Quantifying and testing coexistence mechanisms arising from recruitment fluctuations.

Temporal fluctuations in recruitment are involved in two distinct coexistence mechanisms, the storage effect and relative nonlinearity of competition, which may act simultaneously to stabilize species coexistence. It is shown that comparisons of recruitment variation between species at high versus low densities can test whether these mechanisms are responsible for stable coexistence. Moreover, under certain circumstances, these comparisons can measure the total coexistence stabilizing effect of the mechanism. These comparisons are clearest for the situation of an invader (a species perturbed to low density) in the presence of its competitors, termed residents. Then average invader-resident differences in the variances of log recruitment, potentially weighted by adult survival rates and species' sensitivities to competition, are proportional to the overall stabilizing effect of the storage effect and relative nonlinearity of competition. Less effective comparisons are available for species naturally at high and low densities or with substantial mean differences in average fitness.
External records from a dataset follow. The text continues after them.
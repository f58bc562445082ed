//! # Pipelines
//!
//! A pipeline is a tokenizer plus up to three transform stages, optionally
//! followed by tree building and DOM post-processing:
//!
//! ```text
//! source → Tokenizer → Stage 1 (sync, [0,1)) → Stage 2 (async, [1,2))
//!        → Stage 3 (sync, [2,3)) → TreeBuilder → post-processing
//! ```
//!
//! Which parts run is decided by the [`PipelineKind`]. Nested content
//! (template bodies, arguments, attribute values) runs through the same
//! machinery: transformers ask the [`ParseContext`] for a pipeline of the
//! kind they need, run it and hand it back to the pool.
//!
//! Stage 2 is the only asynchronous stage. Its output is delivered over an
//! unbounded channel as [`StageEvent`]s; deferred work is stitched back into
//! order by [`TokenAccumulator`]s, so the consumer sees tokens in input
//! order no matter when fetches complete.

pub mod accumulator;
pub mod stage;
pub mod transformer;

pub use accumulator::{Downstream, StageEvent, TokenAccumulator};
pub use stage::{Stage, StageRun};
pub use transformer::{
    Deferred, Registration, StageContext, TokenFilter, TransformOutcome, Transformer,
};

use std::rc::Rc;

use tokio::sync::mpsc::unbounded_channel;
use wikiweave_syntax::{Rank, Token, Tokenizer, strip_end_of_input};

use crate::context::ParseContext;
use crate::dom::{Document, TreeBuilder};
use crate::error::ParseError;
use crate::frame::Frame;
use crate::handlers::{
    AttributeExpander, BehaviorSwitchHandler, IncludeDirectiveHandler, LinkHandler,
    ListHandler, OnlyIncludeHandler, ParagraphWrapper, QuoteTransformer, Sanitizer,
    TemplateHandler,
};
use crate::postprocess;
use crate::settings::ParserSettings;

pub const STAGE1_END: Rank = Rank::from_millis(1000);
pub const STAGE2_END: Rank = Rank::from_millis(2000);
pub const STAGE3_END: Rank = Rank::from_millis(3000);

/// What a pipeline consumes and produces.
#[derive(Debug, Clone, Copy, PartialEq, Eq, Hash)]
pub enum PipelineKind {
    /// Wikitext to a post-processed document: the top-level parse.
    WikitextToDocument,
    /// Wikitext to fully expanded tokens: template bodies.
    WikitextToTokens,
    /// Tokens to expanded tokens: arguments and attribute values.
    TokensToTokens,
}

impl PipelineKind {
    pub fn key(self) -> &'static str {
        match self {
            PipelineKind::WikitextToDocument => "text/x-mediawiki/full",
            PipelineKind::WikitextToTokens => "text/x-mediawiki",
            PipelineKind::TokensToTokens => "tokens/x-mediawiki",
        }
    }

    fn reads_wikitext(self) -> bool {
        matches!(
            self,
            PipelineKind::WikitextToDocument | PipelineKind::WikitextToTokens
        )
    }

    fn builds_document(self) -> bool {
        matches!(self, PipelineKind::WikitextToDocument)
    }
}

/// Per-pipeline switches. Together with the kind they form the pool key.
#[derive(Debug, Clone, Copy, PartialEq, Eq, Hash, Default)]
pub struct PipelineOptions {
    /// Content is being transcluded: `<noinclude>` hides, `<includeonly>`
    /// shows.
    pub is_include: bool,
    /// Bracket expansions with encapsulation markers.
    pub wrap_templates: bool,
    pub in_template: bool,
    /// Expanding the value of an attribute.
    pub attr_expansion: bool,
}

impl PipelineOptions {
    /// Options of the top-level parse.
    pub fn top_level(settings: &ParserSettings) -> Self {
        Self {
            wrap_templates: settings.wrap_templates,
            ..Self::default()
        }
    }

    /// Pool key for a pipeline of `kind` with these options.
    pub fn cache_key(&self, kind: PipelineKind) -> String {
        let mut key = kind.key().to_string();
        if !self.is_include {
            key.push_str("::noInclude");
        }
        if !self.wrap_templates {
            key.push_str("::noWrap");
        }
        if self.in_template {
            key.push_str("::inTemplate");
        }
        if self.attr_expansion {
            key.push_str("::attrExpansion");
        }
        key
    }
}

pub enum PipelineInput {
    /// Wikitext whose source ranges start at `offset`.
    Wikitext { source: Rc<str>, offset: usize },
    Tokens(Vec<Token>),
}

#[derive(Debug)]
pub enum PipelineOutput {
    Tokens(Vec<Token>),
    Document(Document),
}

impl PipelineOutput {
    pub fn into_tokens(self) -> Result<Vec<Token>, ParseError> {
        match self {
            PipelineOutput::Tokens(tokens) => Ok(tokens),
            PipelineOutput::Document(_) => Err(ParseError::Runtime(
                "expected tokens, pipeline produced a document".to_string(),
            )),
        }
    }

    pub fn into_document(self) -> Result<Document, ParseError> {
        match self {
            PipelineOutput::Document(document) => Ok(document),
            PipelineOutput::Tokens(_) => Err(ParseError::Runtime(
                "expected a document, pipeline produced tokens".to_string(),
            )),
        }
    }
}

pub struct Pipeline {
    kind: PipelineKind,
    options: PipelineOptions,
    key: String,
    tokenizer: Tokenizer,
    sync: Rc<Stage>,
    asynchronous: Rc<Stage>,
    /// Stage 3.
    document: Option<Rc<Stage>>,
}

impl Pipeline {
    pub fn new(kind: PipelineKind, options: PipelineOptions, settings: &ParserSettings) -> Self {
        let sync = Stage::new(
            "stage1",
            false,
            STAGE1_END,
            vec![
                Box::new(OnlyIncludeHandler::default()),
                Box::new(IncludeDirectiveHandler::default()),
                Box::new(BehaviorSwitchHandler),
            ],
        );
        let asynchronous = Stage::new(
            "stage2",
            true,
            STAGE2_END,
            vec![
                Box::new(TemplateHandler),
                Box::new(AttributeExpander),
                Box::new(LinkHandler),
            ],
        );
        let document = kind.builds_document().then(|| {
            Rc::new(Stage::new(
                "stage3",
                false,
                STAGE3_END,
                vec![
                    Box::new(QuoteTransformer::default()),
                    Box::new(ListHandler::default()),
                    Box::new(Sanitizer),
                    Box::new(ParagraphWrapper::default()),
                ],
            ))
        });

        Self {
            kind,
            options,
            key: options.cache_key(kind),
            tokenizer: Tokenizer::new(settings.memo),
            sync: Rc::new(sync),
            asynchronous: Rc::new(asynchronous),
            document,
        }
    }

    pub fn kind(&self) -> PipelineKind {
        self.kind
    }

    pub fn options(&self) -> PipelineOptions {
        self.options
    }

    pub fn cache_key(&self) -> &str {
        &self.key
    }

    fn stages(&self) -> impl Iterator<Item = &Rc<Stage>> {
        [&self.sync, &self.asynchronous]
            .into_iter()
            .chain(self.document.iter())
    }

    /// Run the pipeline once in `frame`. After a successful run the
    /// pipeline is reset and can be reused. A failed run can leave stage 2
    /// tasks holding its stages, so the pipeline must be dropped.
    pub async fn run(
        &mut self,
        parse: &Rc<ParseContext>,
        frame: Rc<Frame>,
        input: PipelineInput,
    ) -> Result<PipelineOutput, ParseError> {
        log::debug!("running pipeline {} for {}", self.key, frame.title);
        let cx = StageContext {
            parse: parse.clone(),
            frame,
            options: self.options,
        };
        for stage in self.stages() {
            stage.init(&cx);
        }
        let result = self.run_stages(&cx, input).await;
        if result.is_ok() {
            self.reset();
        }
        result
    }

    async fn run_stages(
        &mut self,
        cx: &StageContext,
        input: PipelineInput,
    ) -> Result<PipelineOutput, ParseError> {
        if matches!(input, PipelineInput::Wikitext { .. }) != self.kind.reads_wikitext() {
            return Err(ParseError::Runtime(format!(
                "pipeline {} given the wrong kind of input",
                self.key
            )));
        }

        let mut sink = Sink::new(self.kind.builds_document());
        let sync = &self.sync;
        let (tx, mut rx) = unbounded_channel();
        let run = StageRun::new(self.asynchronous.clone(), cx.clone(), tx.clone());
        let mut head = Downstream::Channel(tx);
        match input {
            PipelineInput::Wikitext { source, offset } => {
                for chunk in self.tokenizer.chunks(&source, offset) {
                    let tokens = sync.process(chunk?, cx)?;
                    head = run.feed(tokens, head)?;
                    tokio::task::yield_now().await;
                }
            }
            PipelineInput::Tokens(tokens) => {
                let tokens = sync.process(prepare(tokens), cx)?;
                head = run.feed(tokens, head)?;
            }
        }
        head.close();
        drop(run);

        loop {
            match rx.recv().await {
                Some(StageEvent::Chunk(tokens)) => {
                    sink.push(self.document.as_deref(), tokens, cx)?;
                }
                Some(StageEvent::End) => break,
                Some(StageEvent::Failed(err)) => return Err(err.into()),
                None => {
                    return Err(ParseError::Runtime(format!(
                        "pipeline {} lost its output channel",
                        self.key
                    )));
                }
            }
        }
        sink.finish(cx)
    }

    /// Drop per-run transformer state before the pipeline is reused.
    pub fn reset(&mut self) {
        for stage in self.stages() {
            stage.reset();
        }
    }
}

/// Token input starts unranked and ends with an end-of-input marker.
fn prepare(mut tokens: Vec<Token>) -> Vec<Token> {
    for token in &mut tokens {
        token.data_mut().rank = None;
    }
    if !matches!(tokens.last(), Some(Token::EndOfInput(_))) {
        tokens.push(Token::end_of_input(None));
    }
    tokens
}

/// Where finished tokens go: collected, or built into a tree.
enum Sink {
    Tokens(Vec<Token>),
    Tree(TreeBuilder),
}

impl Sink {
    fn new(document: bool) -> Self {
        if document {
            Sink::Tree(TreeBuilder::new())
        } else {
            Sink::Tokens(Vec::new())
        }
    }

    fn push(
        &mut self,
        stage: Option<&Stage>,
        tokens: Vec<Token>,
        cx: &StageContext,
    ) -> Result<(), ParseError> {
        let tokens = match stage {
            Some(stage) => stage.process(tokens, cx)?,
            None => tokens,
        };
        match self {
            Sink::Tokens(out) => out.extend(tokens),
            Sink::Tree(builder) => builder.process(tokens),
        }
        Ok(())
    }

    fn finish(self, cx: &StageContext) -> Result<PipelineOutput, ParseError> {
        Ok(match self {
            Sink::Tokens(tokens) => PipelineOutput::Tokens(strip_end_of_input(tokens)),
            Sink::Tree(builder) => {
                let mut document = builder.finish();
                postprocess::run(&mut document, &cx.parse);
                PipelineOutput::Document(document)
            }
        })
    }
}

#[cfg(test)]
mod tests {
    use super::*;
    use pretty_assertions::assert_eq;
    use rstest::rstest;

    #[rstest]
    #[case(PipelineKind::WikitextToDocument, PipelineOptions::default(), "text/x-mediawiki/full::noInclude::noWrap")]
    #[case(
        PipelineKind::WikitextToTokens,
        PipelineOptions { is_include: true, in_template: true, ..Default::default() },
        "text/x-mediawiki::noWrap::inTemplate"
    )]
    #[case(
        PipelineKind::TokensToTokens,
        PipelineOptions { wrap_templates: true, attr_expansion: true, ..Default::default() },
        "tokens/x-mediawiki::noInclude::attrExpansion"
    )]
    fn cache_keys(
        #[case] kind: PipelineKind,
        #[case] options: PipelineOptions,
        #[case] expected: &str,
    ) {
        assert_eq!(options.cache_key(kind), expected);
    }

    #[test]
    fn top_level_options_follow_settings() {
        let settings = ParserSettings {
            wrap_templates: false,
            ..ParserSettings::default()
        };
        let options = PipelineOptions::top_level(&settings);
        assert!(!options.wrap_templates);
        assert!(!options.is_include);
    }

    #[test]
    fn prepare_clears_ranks_and_appends_end_of_input() {
        let tokens = prepare(vec![Token::text("a", None).with_rank(STAGE2_END)]);
        assert_eq!(tokens.len(), 2);
        assert_eq!(tokens[0].rank(), None);
        assert!(matches!(tokens[1], Token::EndOfInput(_)));
    }
}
These developments lead also to a technique of partitioning the long-term low-density growth rate of a species into community average measures of stabilizing mechanisms, deviations from these measures, and other factors. The community average measure is argued as most appropriate for understanding the ability of a coexistence mechanism to stabilize coexistence. Individual species' deviations from the community average indicate the ways in a which a coexistence mechanism may affect average fitness differences between species either enhancing or diminishing the ability of a given set of species to coexist, depending on other factors. This approach provides a general new tool for analyzing species coexistence.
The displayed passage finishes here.